The award for Eurex was justified by The TRADE as follows:
“Eurex, once again, gave us every reason to award it Outstanding Derivatives Exchange Group after a 12-month period of excellence, innovation and products and services catering for the buy-side community. The Group overall continues to excel throughout the trade lifecycle, while its clear focus on innovation through digital assets exploration and environmental, social and governance (ESG) linked products, set the exchange apart in a competitive group of derivatives exchange operators.”
It was the perfect end to a challenging but also successful year for Eurex, said Michael Peters, Eurex CEO, who pointed out some of the exchange’s highlights from the year.
How did Eurex ensure success the past year?
MP: We have focused intensively on supporting the market and on promoting important trends that have been reinforced and accelerated by the pandemic. These trends include, in particular, the shift from active to passive investments, the acceleration of futurisation, and the strong focus on environmental, social and governance (ESG) issues. I believe that this, combined with our continued innovation in our product and service offering, makes us unique.

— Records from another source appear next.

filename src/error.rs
//! Error types for HCS container creation

use std::path::PathBuf;
use thiserror::Error;

/// Step of the boot flush protocol that touched the sandbox disk
#[derive(Debug, Clone, Copy, PartialEq, Eq)]
pub enum DiskStep {
    Open,
    DisableFlushing,
    RestoreCaching,
}

impl std::fmt::Display for DiskStep {
    fn fmt(&self, f: &mut std::fmt::Formatter<'_>) -> std::fmt::Result {
        match self {
            DiskStep::Open => write!(f, "open"),
            DiskStep::DisableFlushing => write!(f, "disable flushing on"),
            DiskStep::RestoreCaching => write!(f, "restore metadata caching on"),
        }
    }
}

#[derive(Error, Debug)]
pub enum Error {
    #[error("SchemaVersion must be supplied")]
    MissingSchemaVersion,

    #[error("unsupported schema version {major}.{minor}")]
    UnsupportedSchemaVersion { major: u32, minor: u32 },

    #[error("Id must be supplied")]
    MissingId,

    #[error("Owner must be supplied")]
    MissingOwner,

    #[error("a logging span must be supplied")]
    MissingLogger,

    #[error("Spec must be supplied")]
    MissingSpec,

    #[error("HostingSystem must not be supplied for a v1 schema request")]
    HostingSystemOnV1,

    #[error("LCOW options must not be supplied for a v1 schema Windows container request")]
    LcowOptionsOnV1,

    #[error("spec 'windows' section must contain layer folders for a Linux container")]
    MissingWindowsSection,

    #[error("utility VM creation requires a v2 schema request")]
    UtilityVmOnV1,

    #[error("invalid runtime option {key}: {reason}")]
    InvalidOption { key: String, reason: String },

    #[error("LCOW configuration error: {0}")]
    Lcow(String),

    #[error("not supported: {0}")]
    Unsupported(String),

    #[error("failed to {step} {}: {source}", .path.display())]
    Disk {
        step: DiskStep,
        path: PathBuf,
        #[source]
        source: std::io::Error,
    },

    #[error("HCS operation failed: {0}")]
    Hcs(String),

    #[cfg(windows)]
    #[error("Windows API error: {0}")]
    Windows(#[from] windows::core::Error),

    #[error("Container not found: {0}")]
    ContainerNotFound(String),

    #[error("Container already exists: {0}")]
    ContainerAlreadyExists(String),

    #[error("Invalid state: container is {current}, expected {expected}")]
    InvalidState { current: String, expected: String },

    #[error("Configuration error: {0}")]
    Config(String),

    #[error("IO error: {0}")]
    Io(#[from] std::io::Error),

    #[error("JSON error: {0}")]
    Json(#[from] serde_json::Error),

    #[error("Insufficient privileges - run as Administrator or add to Hyper-V Administrators")]
    InsufficientPrivileges,
}

pub type Result<T> = std::result::Result<T, Error>;

impl Error {
    /// True for request validation failures, which are raised before any side effect
    pub fn is_validation(&self) -> bool {
        matches!(
            self,
            Error::MissingSchemaVersion
                | Error::UnsupportedSchemaVersion { .. }
                | Error::MissingId
                | Error::MissingOwner
                | Error::MissingLogger
                | Error::MissingSpec
                | Error::HostingSystemOnV1
                | Error::LcowOptionsOnV1
                | Error::MissingWindowsSection
                | Error::UtilityVmOnV1
                | Error::InvalidOption { .. }
                | Error::Lcow(_)
        )
    }

    pub fn is_unsupported(&self) -> bool {
        matches!(self, Error::Unsupported(_))
    }

    /// Create from Windows HRESULT if it's a privilege error
    pub fn from_hresult(hr: i32, context: &str) -> Self {
        // 0x8037011B = HCS_E_ACCESS_DENIED
        if hr == 0x8037011Bu32 as i32 {
            Error::InsufficientPrivileges
        } else {
            Error::Hcs(format!("{}: HRESULT 0x{:08X}", context, hr))
        }
    }
}
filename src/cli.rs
use std::path::PathBuf;

use clap::Parser;

use crate::config::{FigureConfig, PlotConfig, XLimits};
use crate::error::ConfigError;

/// Stacked mass spectrum plots with automatic peak labels.
///
/// Spectra come either from a config file (`--config`) or from the
/// repeatable per-spectrum flags, which are matched up by position:
///
///   mz-stack -f ms.xy -t "Measured" -x 1000:2000 -s 100 -n 3 \
///            -f deconv.xy -t "Deconvoluted" -x auto -s 3 -n 1
#[derive(Parser, Debug)]
#[command(author, version, about, long_about = None)]
pub struct Cli {
    /// Increase logging verbosity (can be repeated: -v for debug, -vv for trace)
    #[arg(short, long, action = clap::ArgAction::Count, global = true)]
    pub verbose: u8,

    /// Decrease logging verbosity (can be repeated: -q for warn, -qq for error)
    #[arg(short, long, action = clap::ArgAction::Count, global = true)]
    pub quiet: u8,

    #[arg(
        long,
        short = 'c',
        value_name = "FILE",
        help = "Plot configuration file (.toml or .json)",
        conflicts_with_all = ["files", "titles", "x_limits", "separations", "peak_counts"]
    )]
    pub config: Option<PathBuf>,

    #[arg(long = "file", short = 'f', value_name = "XY", help = "Spectrum file, one per plot")]
    pub files: Vec<PathBuf>,

    #[arg(long = "title", short = 't', value_name = "TEXT", help = "Plot title, one per file")]
    pub titles: Vec<String>,

    #[arg(
        long = "xlim",
        short = 'x',
        value_name = "MIN:MAX|auto",
        help = "m/z axis limits, one per file"
    )]
    pub x_limits: Vec<XLimits>,

    #[arg(
        long = "separation",
        short = 's',
        value_name = "MZ",
        help = "Minimum m/z distance between labelled peaks, one per file"
    )]
    pub separations: Vec<f64>,

    #[arg(
        long = "peaks",
        short = 'n',
        value_name = "N",
        help = "Number of peaks to label, one per file"
    )]
    pub peak_counts: Vec<usize>,

    #[arg(long, value_name = "PNG", help = "Save a screenshot after the first frame, then exit")]
    pub save: Option<PathBuf>,
}

impl Cli {
    /// `log` filter implied by `-v` / `-q`; `RUST_LOG` still wins.
    pub fn log_level(&self) -> log::LevelFilter {
        match i16::from(self.verbose) - i16::from(self.quiet) {
            i16::MIN..=-2 => log::LevelFilter::Error,
            -1 => log::LevelFilter::Warn,
            0 => log::LevelFilter::Info,
            1 => log::LevelFilter::Debug,
            _ => log::LevelFilter::Trace,
        }
    }

    /// Build the validated plot configuration from whichever source was given.
    pub fn plot_config(&self) -> Result<PlotConfig, ConfigError> {
        if let Some(path) = &self.config {
            return PlotConfig::from_file(path);
        }

        PlotConfig::from_parallel_lists(
            self.files.clone(),
            self.x_limits.iter().map(|l| l.0).collect(),
            self.titles.clone(),
            self.separations.clone(),
            self.peak_counts.clone(),
            FigureConfig::default(),
        )
    }
}
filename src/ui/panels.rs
use std::path::{Path, PathBuf};

use eframe::egui::{self, Color32, ColorImage, RichText, Ui};

use crate::error::PlotError;
use crate::state::AppState;

// ---------------------------------------------------------------------------
// Top bar
// ---------------------------------------------------------------------------

/// Render the top menu / status bar.
pub fn top_bar(ui: &mut Ui, state: &mut AppState) {
    egui::menu::bar(ui, |ui: &mut Ui| {
        ui.menu_button("File", |ui: &mut Ui| {
            if ui.button("Save PNG…").clicked() {
                if let Some(path) = save_file_dialog() {
                    state.request_screenshot(path, false);
                }
                ui.close_menu();
            }
        });

        ui.separator();

        ui.label(format!(
            "{} spectra, {} peaks labelled",
            state.panels.len(),
            state.peak_total()
        ));

        if let Some(msg) = &state.status_message {
            ui.separator();
            ui.label(RichText::new(msg).color(Color32::RED));
        }
    });
}

// ---------------------------------------------------------------------------
// File dialog / screenshot output
// ---------------------------------------------------------------------------

pub fn save_file_dialog() -> Option<PathBuf> {
    rfd::FileDialog::new()
        .set_title("Save spectra as PNG")
        .add_filter("PNG image", &["png"])
        .set_file_name("spectra.png")
        .save_file()
}

/// Write an egui screenshot to disk; the format follows the extension.
pub fn write_screenshot(image: &ColorImage, path: &Path) -> Result<(), PlotError> {
    let [width, height] = image.size;
    let buffer = image::RgbaImage::from_raw(width as u32, height as u32, image.as_raw().to_vec())
        .ok_or(PlotError::ScreenshotBuffer { width, height })?;

    buffer.save(path).map_err(|source| PlotError::Screenshot {
        path: path.to_path_buf(),
        source,
    })?;

    log::info!("Saved {}x{} screenshot to {}", width, height, path.display());
    Ok(())
}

In which areas have you had the most success?
MP: ESG has become one of the key growth areas in global finance and Eurex is now the global market leader in this area with 26 products on global, European and regional ESG indices and over €5 billion worth of contracts outstanding. We are also the global platform for MSCI derivatives contracts and are increasingly becoming the premier destination for MSCI derivatives in the Asia-Pacific region.
Our Total Return Futures (TRF) offered strong support for the market’s transition from bilateral business to transparent exchange trading. Since 2016, Eurex has managed to migrate more than half of the over-the-counter EURO STOXX 50 market to the TRF product, and current open interest stands at 1.9 million contracts – representing a notional value of over €94 billion.

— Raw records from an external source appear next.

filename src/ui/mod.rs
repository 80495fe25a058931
pub mod panels;
pub mod plot;
use eframe::egui;

use crate::state::AppState;
use crate::ui::{panels, plot};

// ---------------------------------------------------------------------------
// eframe App implementation
// ---------------------------------------------------------------------------

pub struct MzStackApp {
    pub state: AppState,
    frames_drawn: u64,
    screenshot_in_flight: bool,
}

impl MzStackApp {
    /// `font` is `(family name, font file bytes)` for a custom typeface.
    pub fn new(cc: &eframe::CreationContext<'_>, state: AppState, font: Option<(String, Vec<u8>)>) -> Self {
        // Black-on-white, like a printed figure.
        cc.egui_ctx.set_visuals(egui::Visuals::light());
        if let Some((name, bytes)) = font {
            plot::install_font(&cc.egui_ctx, &name, bytes);
        }

        Self {
            state,
            frames_drawn: 0,
            screenshot_in_flight: false,
        }
    }

    /// Drive a pending screenshot: request it once a frame has been drawn,
    /// then write it out when the backend hands the image back.
    fn handle_screenshot(&mut self, ctx: &egui::Context) {
        let shot = ctx.input(|i| {
            i.raw.events.iter().find_map(|e| match e {
                egui::Event::Screenshot { image, .. } => Some(image.clone()),
                _ => None,
            })
        });

        if let Some(image) = shot {
            self.screenshot_in_flight = false;
            let Some(path) = self.state.pending_screenshot.take() else {
                return;
            };

            match panels::write_screenshot(&image, &path) {
                Ok(()) => {
                    self.state.status_message = None;
                }
                Err(e) => {
                    log::error!("{e:#}");
                    self.state.status_message = Some(format!("Error: {e}"));
                }
            }

            if self.state.exit_after_screenshot {
                ctx.send_viewport_cmd(egui::ViewportCommand::Close);
            }
            return;
        }

        if self.state.pending_screenshot.is_some() && !self.screenshot_in_flight && self.frames_drawn > 0 {
            ctx.send_viewport_cmd(egui::ViewportCommand::Screenshot(egui::UserData::default()));
            self.screenshot_in_flight = true;
        }
        if self.state.pending_screenshot.is_some() {
            ctx.request_repaint();
        }
    }
}

impl eframe::App for MzStackApp {
    fn update(&mut self, ctx: &egui::Context, _frame: &mut eframe::Frame) {
        // ---- Top panel: menu bar ----
        egui::TopBottomPanel::top("top_bar").show(ctx, |ui| {
            panels::top_bar(ui, &mut self.state);
        });

        // ---- Central panel: stacked spectra ----
        egui::CentralPanel::default()
            .frame(egui::Frame::central_panel(&ctx.style()).fill(egui::Color32::WHITE))
            .show(ctx, |ui| {
                plot::stacked_spectra(ui, &self.state);
            });

        self.handle_screenshot(ctx);
        self.frames_drawn += 1;
    }
}
/// Data layer: core types, loading, peak picking and label layout.
///
/// Architecture:
/// ```text
///   spectrum.xy
///        │
///        ▼
///   ┌──────────┐
///   │  loader   │  parse "x y" lines → Spectrum
///   └──────────┘
///        │
///        ▼
///   ┌──────────┐
///   │  peaks    │  strict local maxima, greedy separation → PeakLabel[]
///   └──────────┘
///        │
///        ▼
///   ┌──────────┐
///   │ annotate  │  label text/positions, axis bounds
///   └──────────┘
/// ```

pub mod annotate;
pub mod loader;
pub mod model;
pub mod peaks;
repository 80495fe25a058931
use super::model::{Annotation, AxisBounds, PeakLabel, Spectrum};

/// Labels sit this fraction of the spectrum's maximum intensity above their peak.
pub const LABEL_OFFSET_FRACTION: f64 = 0.1;

/// Margin above the tallest point; room for the label text itself comes
/// from [`with_label_room`] once the on-screen plot height is known.
const Y_HEADROOM_FRACTION: f64 = 0.15;

/// Lay out one text label + arrow per peak.
pub fn annotate(spectrum: &Spectrum, peaks: &[PeakLabel]) -> Vec<Annotation> {
    let offset = spectrum.max_intensity().unwrap_or(0.0) * LABEL_OFFSET_FRACTION;
    peaks
        .iter()
        .map(|peak| Annotation {
            peak: *peak,
            text_position: [peak.x, peak.y + offset],
            text: peak.to_string(),
        })
        .collect()
}

/// Compute the rectangle a subplot shows.
///
/// `x_limits` pins the m/z range even when no data falls inside it. The
/// intensity range always covers the whole series; limits never rescale it.
pub fn axis_bounds(spectrum: &Spectrum, x_limits: Option<[f64; 2]>) -> AxisBounds {
    let x = match x_limits {
        Some(limits) => limits,
        None => match spectrum.mz_range() {
            Some((lo, hi)) => widen(lo, hi),
            None => [0.0, 1.0],
        },
    };

    let y = match (spectrum.min_intensity(), spectrum.max_intensity()) {
        (Some(lo), Some(hi)) => {
            let lo = lo.min(0.0);
            let hi = if hi > 0.0 {
                hi * (1.0 + Y_HEADROOM_FRACTION)
            } else {
                hi
            };
            widen(lo, hi)
        }
        _ => [0.0, 1.0],
    };

    AxisBounds { x, y }
}

/// Raise the top of `bounds` so every label, `label_height` points tall and
/// anchored at its bottom edge, stays inside a data area `area_height`
/// points tall.
///
/// Working in points keeps the room constant on screen regardless of the
/// intensity scale.
pub fn with_label_room(
    bounds: AxisBounds,
    annotations: &[Annotation],
    label_height: f64,
    area_height: f64,
) -> AxisBounds {
    if annotations.is_empty() || !(area_height > 0.0) {
        return bounds;
    }

    // Fraction of the plot one label line takes; capped so the data keeps
    // some of the height.
    let fraction = (label_height / area_height).clamp(0.0, 0.9);
    let bottom = bounds.y[0];

    // top - fraction * (top - bottom) >= label_y
    let needed = annotations
        .iter()
        .map(|a| a.text_position[1])
        .filter(|y| y.is_finite())
        .map(|y| (y - fraction * bottom) / (1.0 - fraction))
        .fold(bounds.y[1], f64::max);

    AxisBounds {
        x: bounds.x,
        y: [bottom, needed],
    }
}

/// Give degenerate ranges a unit span centred on the value.
fn widen(lo: f64, hi: f64) -> [f64; 2] {
    if hi - lo > f64::EPSILON * lo.abs().max(1.0) {
        [lo, hi]
    } else {
        [lo - 0.5, hi + 0.5]
    }
}
//! Write synthetic `.xy` spectra plus a matching `mz-stack.toml`.
//!
//!   cargo run --bin generate_sample -- [OUTPUT_DIR]
//!   cargo run -- --config OUTPUT_DIR/mz-stack.toml

use std::fmt::Write as _;
use std::fs;
use std::path::{Path, PathBuf};

use anyhow::{Context, Result};

const PROTON_MASS: f64 = 1.007_276;

/// Neutral mass of the simulated protein and its sodium adduct shift.
const PROTEIN_MASS: f64 = 14_953.2;
const SODIUM_SHIFT: f64 = 21.98;

fn gaussian(x: f64, mu: f64, sigma: f64, amplitude: f64) -> f64 {
    amplitude * (-(x - mu).powi(2) / (2.0 * sigma.powi(2))).exp()
}

fn generate_spectrum(
    mz: &[f64],
    peaks: &[(f64, f64, f64)],
    noise_level: f64,
    noise: &mut Noise,
) -> Vec<f64> {
    mz.iter()
        .map(|&x| {
            let signal: f64 = peaks
                .iter()
                .map(|&(mu, sigma, amp)| gaussian(x, mu, sigma, amp))
                .sum();
            (signal + noise.normal(noise_level)).max(0.0)
        })
        .collect()
}

/// Seeded noise for reproducible sample files (splitmix64 stream).
struct Noise(u64);

impl Noise {
    fn uniform(&mut self) -> f64 {
        self.0 = self.0.wrapping_add(0x9E37_79B9_7F4A_7C15);
        let mut z = self.0;
        z = (z ^ (z >> 30)).wrapping_mul(0xBF58_476D_1CE4_E5B9);
        z = (z ^ (z >> 27)).wrapping_mul(0x94D0_49BB_1331_11EB);
        ((z ^ (z >> 31)) >> 11) as f64 / (1u64 << 53) as f64
    }

    /// Approximately normal: the sum of 12 uniforms has unit variance.
    fn normal(&mut self, std_dev: f64) -> f64 {
        let sum: f64 = (0..12).map(|_| self.uniform()).sum();
        (sum - 6.0) * std_dev
    }
}

/// Evenly spaced axis from `start` to `end` inclusive.
fn axis(start: f64, end: f64, step: f64) -> Vec<f64> {
    let n = ((end - start) / step).round() as usize + 1;
    (0..n).map(|i| start + i as f64 * step).collect()
}

/// ESI charge-state envelope of one protein, m/z 1000–2000.
fn measured_peaks() -> Vec<(f64, f64, f64)> {
    (8..=15)
        .map(|z| {
            let z = z as f64;
            let mz = (PROTEIN_MASS + z * PROTON_MASS) / z;
            // Bell-shaped envelope centred around z = 11.
            let amp = 1.0e5 * (-(z - 11.0).powi(2) / 6.0).exp();
            (mz, 0.8, amp)
        })
        .collect()
}

/// Zero-charge spectrum: parent mass plus a sodium adduct.
fn deconvoluted_peaks() -> Vec<(f64, f64, f64)> {
    vec![
        (PROTEIN_MASS, 1.5, 4.0e5),
        (PROTEIN_MASS + SODIUM_SHIFT, 1.5, 0.6e5),
    ]
}

fn write_xy(path: &Path, x: &[f64], y: &[f64]) -> Result<()> {
    let mut body = String::with_capacity(x.len() * 24);
    for (xi, yi) in x.iter().zip(y) {
        writeln!(body, "{xi:.4} {yi:.2}")?;
    }
    fs::write(path, body).with_context(|| format!("writing {}", path.display()))
}

const CONFIG: &str = r#"[figure]
window_title = "mz-stack – sample data"
width_cm = 16.0
height_per_spectrum_cm = 4.0

[[spectra]]
path = "measured.xy"
title = "Mass spectrum - Measured"
x_limits = [1000.0, 2000.0]
peak_separation = 100.0
peak_count = 3

[[spectra]]
path = "deconvoluted.xy"
title = "Mass spectrum - Deconvoluted"
x_limits = [5000.0, 20000.0]
peak_separation = 3.0
peak_count = 1

[[spectra]]
path = "deconvoluted.xy"
title = "Mass spectrum - Deconvoluted"
x_limits = [14900.0, 15000.0]
peak_separation = 4.0
peak_count = 2
"#;

fn main() -> Result<()> {
    let out_dir = std::env::args()
        .nth(1)
        .map(PathBuf::from)
        .unwrap_or_else(|| PathBuf::from("sample_data"));
    fs::create_dir_all(&out_dir).with_context(|| format!("creating {}", out_dir.display()))?;

    let mut noise = Noise(42);

    let measured_mz = axis(900.0, 2100.0, 0.1);
    let measured = generate_spectrum(&measured_mz, &measured_peaks(), 250.0, &mut noise);
    write_xy(&out_dir.join("measured.xy"), &measured_mz, &measured)?;

    let mass = axis(5000.0, 20000.0, 0.5);
    let deconvoluted = generate_spectrum(&mass, &deconvoluted_peaks(), 500.0, &mut noise);
    write_xy(&out_dir.join("deconvoluted.xy"), &mass, &deconvoluted)?;

    let config_path = out_dir.join("mz-stack.toml");
    fs::write(&config_path, CONFIG).with_context(|| format!("writing {}", config_path.display()))?;

    println!(
        "Wrote measured.xy ({} points), deconvoluted.xy ({} points) and {} ",
        measured_mz.len(),
        mass.len(),
        config_path.display()
    );
    Ok(())
}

Worth mentioning is also the leading role we have taken in the development in what is known as passive liquidity protection (PLP). With PLP, we have essentially created a market mechanism that can help improve the liquidity picture and price discovery process of the order book when price discovery is significantly driven by underlying or exogenous markets. After two years, we can see that it contributes to a level playing field and a more attractive order book. PLP not only ensures fairer competition. It also prevents latency arbitrage and strengthens the diversity of trading participants.
You mentioned innovation, can you give us some examples?

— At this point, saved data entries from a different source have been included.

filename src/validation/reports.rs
//! Compliance, accessibility and performance reports

use serde::{Deserialize, Serialize};

use crate::diagnostics::Severity;
use crate::document::Element;

use super::elements::visit_positions;
use super::RuleContext;

#[derive(Debug, Clone, Copy, PartialEq, Eq, Serialize, Deserialize)]
#[serde(rename_all = "lowercase")]
pub enum ComplianceProfile {
    Svg11,
    Svg20,
}

#[derive(Debug, Clone, PartialEq, Serialize, Deserialize)]
pub struct ComplianceViolation {
    pub rule: String,
    pub severity: Severity,
    pub message: String,
    #[serde(default, skip_serializing_if = "Option::is_none")]
    pub element: Option<String>,
}

#[derive(Debug, Clone, PartialEq, Serialize, Deserialize)]
pub struct ComplianceReport {
    pub profile: ComplianceProfile,
    pub compliant: bool,
    pub violations: Vec<ComplianceViolation>,
    pub recommendations: Vec<String>,
}

impl ComplianceReport {
    fn flag(
        &mut self,
        rule: &str,
        severity: Severity,
        message: impl Into<String>,
        element: Option<&str>,
        recommendation: &str,
    ) {
        self.violations.push(ComplianceViolation {
            rule: rule.to_string(),
            severity,
            message: message.into(),
            element: element.map(str::to_string),
        });
        if !self.recommendations.iter().any(|r| r == recommendation) {
            self.recommendations.push(recommendation.to_string());
        }
    }
}

pub(crate) fn compliance_report(profile: ComplianceProfile, context: &RuleContext<'_>) -> ComplianceReport {
    let document = context.document;
    let mut report = ComplianceReport {
        profile,
        compliant: true,
        violations: vec![],
        recommendations: vec![],
    };

    if document.view_box.is_none() {
        let severity = match profile {
            ComplianceProfile::Svg20 => Severity::Warning,
            ComplianceProfile::Svg11 => Severity::Info,
        };
        report.flag(
            "view_box",
            severity,
            "Document has no viewBox",
            None,
            "Declare a viewBox so the document is resolution independent",
        );
    }

    visit_positions(document, &mut |element, path| {
        if let Element::Group(group) = element {
            if group.children.is_empty() {
                report.flag(
                    "empty_group",
                    Severity::Warning,
                    "Group element has no children",
                    Some(path),
                    "Remove empty group elements",
                );
            }
        }
        if element.coordinates().iter().any(|(_, v)| !v.is_finite()) {
            report.flag(
                "finite_numbers",
                Severity::Error,
                "Element has a non-finite coordinate",
                Some(path),
                "Replace NaN and infinite coordinates with real numbers",
            );
        }
    });

    for id in &context.graph.duplicate_ids {
        report.flag(
            "unique_ids",
            Severity::Error,
            format!("Id '{id}' is not unique"),
            None,
            "Make every id unique within the document",
        );
    }

    if document.width.is_none() && document.height.is_none() {
        report
            .recommendations
            .push("Set an explicit width and height for consistent intrinsic sizing".to_string());
    }

    report.compliant = !report
        .violations
        .iter()
        .any(|v| v.severity == Severity::Error);
    report
}

#[derive(Debug, Clone, PartialEq, Serialize, Deserialize)]
#[serde(rename_all = "camelCase")]
pub struct AccessibilityReport {
    pub score: u32,
    pub has_title: bool,
    pub has_description: bool,
    pub has_aria_labels: bool,
    /// Text elements whose effective font size is below the minimum
    pub small_text_count: usize,
    pub recommendations: Vec<String>,
}

pub(crate) fn accessibility_report(context: &RuleContext<'_>) -> AccessibilityReport {
    let document = context.document;
    let thresholds = context.thresholds;

    let mut has_aria_labels = false;
    let mut small_text_count = 0;
    document.walk(&mut |element, _| {
        has_aria_labels |= element.attrs().has_aria_label();
        if let Element::Text(text) = element {
            let size = text.font_size.unwrap_or(thresholds.default_font_size);
            if size < thresholds.min_font_size {
                small_text_count += 1;
            }
        }
    });

    let mut deduction: u64 = 0;
    let mut recommendations = vec![];
    if !document.has_title() {
        deduction += u64::from(thresholds.missing_title_penalty);
        recommendations.push("Add a title to describe the graphic".to_string());
    }
    if !document.has_description() {
        deduction += u64::from(thresholds.missing_description_penalty);
        recommendations.push("Add a description for screen readers".to_string());
    }
    if !has_aria_labels {
        deduction += u64::from(thresholds.missing_aria_penalty);
        recommendations.push("Label meaningful elements with aria labels".to_string());
    }
    if small_text_count > 0 {
        deduction += u64::from(thresholds.small_text_penalty) * small_text_count as u64;
        recommendations.push(format!(
            "Increase the font size of {small_text_count} text element(s) to at least {}",
            thresholds.min_font_size
        ));
    }

    AccessibilityReport {
        score: 100u64.saturating_sub(deduction) as u32,
        has_title: document.has_title(),
        has_description: document.has_description(),
        has_aria_labels,
        small_text_count,
        recommendations,
    }
}

#[derive(Debug, Clone, PartialEq, Serialize, Deserialize)]
#[serde(rename_all = "camelCase")]
pub struct PerformanceReport {
    pub score: u32,
    pub element_count: usize,
    pub max_depth: usize,
    /// Weighted element sum: shapes 1, paths 3, text 2, groups 0.5
    pub render_complexity: f64,
    /// Estimated serialized size in bytes
    pub estimated_size: usize,
    pub memory_estimate_kb: f64,
    pub suggestions: Vec<String>,
}

pub(crate) fn performance_report(context: &RuleContext<'_>) -> PerformanceReport {
    let document = context.document;
    let thresholds = context.thresholds;

    let mut render_complexity = 0.0;
    document.walk(&mut |element, _| render_complexity += element.kind().render_weight());
    let estimated_size = document.estimated_size();

    let mut deduction: u32 = 0;
    let mut suggestions = vec![];
    if context.element_count > thresholds.performance_element_limit {
        deduction += thresholds.performance_element_penalty;
        suggestions.push(format!(
            "Reduce the element count below {} by merging shapes",
            thresholds.performance_element_limit
        ));
    }
    if context.max_depth > thresholds.performance_depth_limit {
        deduction += thresholds.performance_depth_penalty;
        suggestions.push(format!(
            "Flatten group nesting to at most {} levels",
            thresholds.performance_depth_limit
        ));
    }
    if estimated_size > thresholds.performance_size_limit {
        deduction += thresholds.performance_size_penalty;
        suggestions.push("Optimize the document to reduce its serialized size".to_string());
    }

    PerformanceReport {
        score: 100u32.saturating_sub(deduction),
        element_count: context.element_count,
        max_depth: context.max_depth,
        render_complexity,
        estimated_size,
        memory_estimate_kb: estimated_size as f64 / 1024.0,
        suggestions,
    }
}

MP: We launched a new range of micro futures, which achieved an average daily volume of nearly 20,000 contracts after six months, as well as, Bitcoin ETN futures – the first regulated market for Bitcoin-related derivatives in Europe – and ESG futures for fixed income ETFs. With the new Bitcoin contract, we offer our clients access to the price of Bitcoin in a regulated, exchange-based and centrally cleared environment. These futures are the starting point of a family of products that we plan to bring to market over time in consultation with regulators.
Innovation can be a direct response to increasing market demand, but ingenuity can also be a direct response to market challenges. One of the biggest challenges investors faced last year was the uncertainty and risk associated with expected dividend payments. Participants wanted to either avoid or hedge this risk, but annual expiry dates alone no longer covered the risk of dividend uncertainty. In response, we introduced quarterly expiry dates in October 2020. Since then, around 2.2 million contracts have already been traded, representing 28% of the total volume of single stock dividend futures.
But let’s not just look at the exchange side. We have also seen great developments and innovations at Eurex Clearing and Repo. The launch of a clearing service for deliverable cross currency swaps and OTC FX once again underlines our Group’s ambition to support the transition from OTC to central clearing
We continued to develop a strong liquidity pool for clearing euro-denominated interest rate swaps, mainly through our partnership program. This market-driven initiative is designed to further accelerate the development of a liquid, EU-based alternative for clearing OTC interest rate derivatives.
Another big topic is the clearing of repo transactions for the buy-side, where with our new ISA Direct Indemnified model we can expand our existing buy-side offering to more target groups and include hedge funds in addition to pension funds and insurance companies, allowing them to become direct clearing members for the repo markets.
What are your predictions for the future?
MP: Looking ahead to the rest of 2021 and beyond, we see several structural factors shaping our exchange and its strategy, along with cyclical developments.
The first is futurisation, driven by the increasing demand for listed and CCP-cleared derivatives following regulatory reforms such as the Uncleared Margin Rules. The second is the shift from active to passive investing, and the third is the importance of ESG. The shift towards more sustainability and social and environmental responsibility is in full swing. Functioning capital markets are a prerequisite for the success of this change.
Finally, digital assets will change the financial industry. There is a growing demand from established financial institutions to become active in this new asset class. We are in the process of building a trusted and fully regulated digital asset ecosystem for institutional investors in Europe.